The RAW and THM files remain nowhere on the hard drive, that I can find. So I reason that they stay on the CF unless one has a program which allows one to save them to the HD.

Mary,

Long after I stopped using ZoomBrowser to convert RAW files I still used it to download them. (W2K wasn't good with cameras and I didn't have a card reader at the time).

I suspect that the RAW files never were on your hard disk, and that you are converting them direct from the camera by going straight to "Edit | Process RAW Images".

What you need to do is to select "Acquire and Camera Settings", then select "Acquire Images", and in the Camera Window follow the instructions to download and save your images.

Beware of using Windows explorer direct with your camera as it seems to only "see" image files and not RAW files when connected to a recognisable camera.

Your best bet is to buy a card reader (very cheap) and use that with Windows. Much safer as well, since you won't have your camera balanced precariously on your desk at the end of a USB cable.

Stuart
 

Mary Bull

New member
Asher Kelman said:
Hi Mary,
Here's my contribution. Suspicious van removed: illegal parking for sure. Telegraph poles, trees. sidewalk, road replaced.
Not really illegally parked. The church parking lot adjoins the little one-block connecting street, with no demarkation between the city right-of-way and the church property. The van belongs to the church.

But it works well to remove it.
Left side of street more shadow. Shadows selected. Curve one copy to bring it out. Another to darken another blurred, mixed to taste.
Lovely.

Main picture Curve and desat green.
Enhances the light beautifully.
Merge layers and "Bob's your uncle!"
Beautiful. You have certainly brought out the sense of "the gates of dawn" which is central to the vision and emotion that I wished the image to convey.

Mary
 

Mary Bull

New member
Sean DeMerchant said:
Hi Mary,
You should simply be able to browse to the files in Windows Explorer (double click My Computer) and copy/drag and drop them into a folder on your hard drive.
enjoy,
Thanks a mil for the input, Sean. I'm going to go with the software which Dierk recommended to me.

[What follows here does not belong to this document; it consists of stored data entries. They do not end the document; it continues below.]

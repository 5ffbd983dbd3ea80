//! Wire-contract types served by the account resource.
//!
//! The upstream API is hypermedia-driven: every representation embeds an
//! `_links` map describing the state transitions that are valid *right
//! now*. Membership of that map is state-dependent (the `withdraw` entry
//! exists only while the balance is positive), which is the sole signal
//! the discovery engine watches.

use std::collections::BTreeMap;

use serde::{Deserialize, Serialize};

/// One embedded action descriptor from the representation's `_links` map.
#[derive(Debug, Clone, PartialEq, Eq, Serialize, Deserialize)]
pub struct Link {
    /// Target URL. May be absolute or server-relative.
    pub href: String,
    /// HTTP method for the transition. Absent means GET.
    #[serde(default, skip_serializing_if = "Option::is_none")]
    pub method: Option<String>,
    /// Relation name. Usually mirrors the map key.
    #[serde(default, skip_serializing_if = "Option::is_none")]
    pub rel: Option<String>,
}

/// A decoded snapshot of the account resource at one instant.
///
/// Received fresh on every poll and never mutated in place; each poll
/// produces a new immutable value.
#[derive(Debug, Clone, PartialEq, Serialize, Deserialize)]
#[serde(rename_all = "camelCase")]
pub struct AccountRepresentation {
    pub account_id: String,
    pub account_holder: String,
    pub balance: f64,
    pub currency: String,
    /// The action map. `BTreeMap` gives canonical iteration order, so
    /// transport-level key reordering never changes what downstream code
    /// observes.
    #[serde(rename = "_links", default)]
    pub links: BTreeMap<String, Link>,
}

impl AccountRepresentation {
    /// Relation names currently advertised by the resource.
    pub fn relations(&self) -> impl Iterator<Item = &str> {
        self.links.keys().map(String::as_str)
    }
}

/// Error body returned by the upstream resource on rejected operations,
/// e.g. `{"error": "Amount must be positive"}`.
#[derive(Debug, Clone, Deserialize)]
pub struct UpstreamError {
    pub error: String,
}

The learning curve is still steep for me, but with the help of such good mentors, I'll get there. It is a joy to me to learn.

Mary
 

Mary Bull

New member
StuartRae said:
Mary,
Long after I stopped using ZoomBrowser to convert RAW files I still used it to download them. (W2K wasn't good with cameras and I didn't have a card reader at the time).

I suspect that the RAW files never were on your hard disk, and that you are converting them direct from the camera by going straight to "Edit | Process RAW Images".
That's what I suspect, also.

WinXP SP2 has a pretty good search mechanism. I used it and turned up nothing.
What you need to do is to select "Acquire and Camera Settings", then select "Acquire Images", and in the Camera Window follow the instructions to download and save your images.

Beware of using Windows explorer direct with your camera as it seems to only "see" image files and not RAW files when connected to a recognisable camera.

Your best bet is to buy a card reader (very cheap) and use that with Windows. Much safer as well, since you won't have your camera balanced precariously on your desk at the end of a USB cable.
Good advice. And great minds in the same channel.

I already have a Lexar card reader. Bought it the day my old card reader conked out and I took it over to Wolfe Camera for help. While there, I got the knowledgeable store clerk to teach me how to make the RAW settings at "P" on the G2. And I bought a 1 GB Lexar CF.

I'm going to go with the software recommendations which Dierk gave to me in his post above in this thread.

If I don't reply to posts any more for awhile, it will be because I am following the steps he gave me so clearly on how to get and implement Downloader from Chris Breeze and Adobe DNG Converter.

Thanks a mil for all your help and support, both here at OPF and by PM e-mail.

You've given me great tips, and, even more valuable to me, great encouragement.